Your task is to retype the listing word for word.

Records for this task: Begin

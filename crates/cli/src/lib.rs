//! # Verifier
//!
//! 运行编排与报告输出，供 `verifier` 二进制与端到端测试共用。
//!
//! 提供：
//! - 运行编排 (前置条件 → 发送 → 窗口消费 → verdict)
//! - 报告文件写出
//! - CLI 错误类型

pub mod error;
pub mod pipeline;
pub mod report;

pub use error::{CliError, Result};
pub use pipeline::{RunOrchestrator, RunOutcome, RunStats};
pub use report::{report_file_name, write_report};
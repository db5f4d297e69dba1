//! # Config Loader
//!
//! Configuration loading and parsing module.
//!
//! Responsibilities:
//! - Parse TOML/JSON run blueprints and test suites
//! - Validate configuration legality (first error wins, naming the offending key)
//!
//! # Example
//!
//! ```no_run
//! use config_loader::ConfigLoader;
//! use std::path::Path;
//!
//! let blueprint = ConfigLoader::load_blueprint(Path::new("blueprint.toml")).unwrap();
//! let suite = ConfigLoader::load_suite(Path::new("suite.toml"), &blueprint).unwrap();
//! println!("{} rows against topic {}", suite.rows.len(), blueprint.stream.topic);
//! ```

mod parser;
mod validator;

pub use contracts::{RunBlueprint, TestSuite};
pub use parser::ConfigFormat;
pub use validator::{validate_blueprint, validate_suite};

use contracts::ContractError;
use std::path::Path;
use tracing::debug;

/// Configuration loader
///
/// Provides static methods to load configuration from files or strings.
pub struct ConfigLoader;

impl ConfigLoader {
    /// Load and validate a run blueprint
    ///
    /// Automatically detects format from file extension (.toml / .json).
    pub fn load_blueprint(path: &Path) -> Result<RunBlueprint, ContractError> {
        let format = Self::detect_format(path)?;
        let content = Self::read_file(path)?;
        let blueprint = Self::load_blueprint_from_str(&content, format)?;
        debug!(path = %path.display(), fields = blueprint.schema.fields.len(), "Blueprint loaded");
        Ok(blueprint)
    }

    /// Load a test suite and validate it against the blueprint schema
    pub fn load_suite(path: &Path, blueprint: &RunBlueprint) -> Result<TestSuite, ContractError> {
        let format = Self::detect_format(path)?;
        let content = Self::read_file(path)?;
        let suite = Self::load_suite_from_str(&content, format, blueprint)?;
        debug!(path = %path.display(), rows = suite.rows.len(), "Test suite loaded");
        Ok(suite)
    }

    /// Load a blueprint from string
    pub fn load_blueprint_from_str(
        content: &str,
        format: ConfigFormat,
    ) -> Result<RunBlueprint, ContractError> {
        let blueprint: RunBlueprint = parser::parse(content, format)?;
        validator::validate_blueprint(&blueprint)?;
        Ok(blueprint)
    }

    /// Load a test suite from string
    pub fn load_suite_from_str(
        content: &str,
        format: ConfigFormat,
        blueprint: &RunBlueprint,
    ) -> Result<TestSuite, ContractError> {
        let suite: TestSuite = parser::parse(content, format)?;
        validator::validate_suite(&suite, blueprint)?;
        Ok(suite)
    }

    /// Serialize RunBlueprint to TOML string
    pub fn to_toml(blueprint: &RunBlueprint) -> Result<String, ContractError> {
        toml::to_string_pretty(blueprint)
            .map_err(|e| ContractError::config_parse(format!("TOML serialize error: {e}")))
    }

    /// Serialize a TestSuite to TOML string (row state is not serialized)
    pub fn suite_to_toml(suite: &TestSuite) -> Result<String, ContractError> {
        toml::to_string_pretty(suite)
            .map_err(|e| ContractError::config_parse(format!("TOML serialize error: {e}")))
    }

    /// Serialize RunBlueprint to JSON string
    pub fn to_json(blueprint: &RunBlueprint) -> Result<String, ContractError> {
        serde_json::to_string_pretty(blueprint)
            .map_err(|e| ContractError::config_parse(format!("JSON serialize error: {e}")))
    }
}

impl ConfigLoader {
    /// Infer configuration format from file extension
    fn detect_format(path: &Path) -> Result<ConfigFormat, ContractError> {
        let ext = path.extension().and_then(|e| e.to_str()).ok_or_else(|| {
            ContractError::config_parse("cannot determine file format from extension")
        })?;

        ConfigFormat::from_extension(ext).ok_or_else(|| {
            ContractError::config_parse(format!("unsupported config format: .{ext}"))
        })
    }

    /// Read configuration file content
    fn read_file(path: &Path) -> Result<String, ContractError> {
        Ok(std::fs::read_to_string(path)?)
    }
}
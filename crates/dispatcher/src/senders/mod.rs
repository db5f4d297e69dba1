//! Sender implementations
//!
//! Contains LogSender and PickupDirSender, plus the config-driven factory.

mod log;
mod pickup_dir;

pub use self::log::LogSender;
pub use self::pickup_dir::{render_eml, PickupDirConfig, PickupDirSender};

use contracts::{ContractError, MessageSender, OutboundMessage, SenderConfig, SenderKind};
use tracing::instrument;

use crate::error::DispatcherError;

/// Sender selected from the `[sender]` section
pub enum ConfiguredSender {
    Log(LogSender),
    PickupDir(PickupDirSender),
}

impl MessageSender for ConfiguredSender {
    fn name(&self) -> &str {
        match self {
            ConfiguredSender::Log(sender) => sender.name(),
            ConfiguredSender::PickupDir(sender) => sender.name(),
        }
    }

    async fn send(&self, message: &OutboundMessage) -> Result<(), ContractError> {
        match self {
            ConfiguredSender::Log(sender) => sender.send(message).await,
            ConfiguredSender::PickupDir(sender) => sender.send(message).await,
        }
    }
}

/// Create a sender from configuration
#[instrument(name = "dispatcher_create_sender", skip(config), fields(kind = ?config.kind))]
pub fn create_sender(config: &SenderConfig) -> Result<ConfiguredSender, DispatcherError> {
    match config.kind {
        SenderKind::Log => Ok(ConfiguredSender::Log(LogSender::new("log"))),
        SenderKind::PickupDir => PickupDirSender::from_params("pickup_dir", &config.params)
            .map(ConfiguredSender::PickupDir)
            .map_err(|e| DispatcherError::sender_creation("pickup_dir", e)),
    }
}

Records for this task: End

■ Written reply ■
filename crates/cli/src/lib.rs
//! # Verifier
//!
//! 运行编排与报告输出，供 `verifier` 二进制与端到端测试共用。
//!
//! 提供：
//! - 运行编排 (前置条件 → 发送 → 窗口消费 → verdict)
//! - 报告文件写出
//! - CLI 错误类型

pub mod error;
pub mod pipeline;
pub mod report;

pub use error::{CliError, Result};
pub use pipeline::{RunOrchestrator, RunOutcome, RunStats};
pub use report::{report_file_name, write_report};
repository db5f4d297e69dba1
//! # Config Loader
//!
//! Configuration loading and parsing module.
//!
//! Responsibilities:
//! - Parse TOML/JSON run blueprints and test suites
//! - Validate configuration legality (first error wins, naming the offending key)
//!
//! # Example
//!
//! ```no_run
//! use config_loader::ConfigLoader;
//! use std::path::Path;
//!
//! let blueprint = ConfigLoader::load_blueprint(Path::new("blueprint.toml")).unwrap();
//! let suite = ConfigLoader::load_suite(Path::new("suite.toml"), &blueprint).unwrap();
//! println!("{} rows against topic {}", suite.rows.len(), blueprint.stream.topic);
//! ```

mod parser;
mod validator;

pub use contracts::{RunBlueprint, TestSuite};
pub use parser::ConfigFormat;
pub use validator::{validate_blueprint, validate_suite};

use contracts::ContractError;
use std::path::Path;
use tracing::debug;

/// Configuration loader
///
/// Provides static methods to load configuration from files or strings.
pub struct ConfigLoader;

impl ConfigLoader {
    /// Load and validate a run blueprint
    ///
    /// Automatically detects format from file extension (.toml / .json).
    pub fn load_blueprint(path: &Path) -> Result<RunBlueprint, ContractError> {
        let format = Self::detect_format(path)?;
        let content = Self::read_file(path)?;
        let blueprint = Self::load_blueprint_from_str(&content, format)?;
        debug!(path = %path.display(), fields = blueprint.schema.fields.len(), "Blueprint loaded");
        Ok(blueprint)
    }

    /// Load a test suite and validate it against the blueprint schema
    pub fn load_suite(path: &Path, blueprint: &RunBlueprint) -> Result<TestSuite, ContractError> {
        let format = Self::detect_format(path)?;
        let content = Self::read_file(path)?;
        let suite = Self::load_suite_from_str(&content, format, blueprint)?;
        debug!(path = %path.display(), rows = suite.rows.len(), "Test suite loaded");
        Ok(suite)
    }

    /// Load a blueprint from string
    pub fn load_blueprint_from_str(
        content: &str,
        format: ConfigFormat,
    ) -> Result<RunBlueprint, ContractError> {
        let blueprint: RunBlueprint = parser::parse(content, format)?;
        validator::validate_blueprint(&blueprint)?;
        Ok(blueprint)
    }

    /// Load a test suite from string
    pub fn load_suite_from_str(
        content: &str,
        format: ConfigFormat,
        blueprint: &RunBlueprint,
    ) -> Result<TestSuite, ContractError> {
        let suite: TestSuite = parser::parse(content, format)?;
        validator::validate_suite(&suite, blueprint)?;
        Ok(suite)
    }

    /// Serialize RunBlueprint to TOML string
    pub fn to_toml(blueprint: &RunBlueprint) -> Result<String, ContractError> {
        toml::to_string_pretty(blueprint)
            .map_err(|e| ContractError::config_parse(format!("TOML serialize error: {e}")))
    }

    /// Serialize a TestSuite to TOML string (row state is not serialized)
    pub fn suite_to_toml(suite: &TestSuite) -> Result<String, ContractError> {
        toml::to_string_pretty(suite)
            .map_err(|e| ContractError::config_parse(format!("TOML serialize error: {e}")))
    }

    /// Serialize RunBlueprint to JSON string
    pub fn to_json(blueprint: &RunBlueprint) -> Result<String, ContractError> {
        serde_json::to_string_pretty(blueprint)
            .map_err(|e| ContractError::config_parse(format!("JSON serialize error: {e}")))
    }
}

impl ConfigLoader {
    /// Infer configuration format from file extension
    fn detect_format(path: &Path) -> Result<ConfigFormat, ContractError> {
        let ext = path.extension().and_then(|e| e.to_str()).ok_or_else(|| {
            ContractError::config_parse("cannot determine file format from extension")
        })?;

        ConfigFormat::from_extension(ext).ok_or_else(|| {
            ContractError::config_parse(format!("unsupported config format: .{ext}"))
        })
    }

    /// Read configuration file content
    fn read_file(path: &Path) -> Result<String, ContractError> {
        Ok(std::fs::read_to_string(path)?)
    }
}
filename crates/dispatcher/src/senders/mod.rs
repository db5f4d297e69dba1
//! Sender implementations
//!
//! Contains LogSender and PickupDirSender, plus the config-driven factory.

mod log;
mod pickup_dir;

pub use self::log::LogSender;
pub use self::pickup_dir::{render_eml, PickupDirConfig, PickupDirSender};

use contracts::{ContractError, MessageSender, OutboundMessage, SenderConfig, SenderKind};
use tracing::instrument;

use crate::error::DispatcherError;

/// Sender selected from the `[sender]` section
pub enum ConfiguredSender {
    Log(LogSender),
    PickupDir(PickupDirSender),
}

impl MessageSender for ConfiguredSender {
    fn name(&self) -> &str {
        match self {
            ConfiguredSender::Log(sender) => sender.name(),
            ConfiguredSender::PickupDir(sender) => sender.name(),
        }
    }

    async fn send(&self, message: &OutboundMessage) -> Result<(), ContractError> {
        match self {
            ConfiguredSender::Log(sender) => sender.send(message).await,
            ConfiguredSender::PickupDir(sender) => sender.send(message).await,
        }
    }
}

/// Create a sender from configuration
#[instrument(name = "dispatcher_create_sender", skip(config), fields(kind = ?config.kind))]
pub fn create_sender(config: &SenderConfig) -> Result<ConfiguredSender, DispatcherError> {
    match config.kind {
        SenderKind::Log => Ok(ConfiguredSender::Log(LogSender::new("log"))),
        SenderKind::PickupDir => PickupDirSender::from_params("pickup_dir", &config.params)
            .map(ConfiguredSender::PickupDir)
            .map_err(|e| DispatcherError::sender_creation("pickup_dir", e)),
    }
}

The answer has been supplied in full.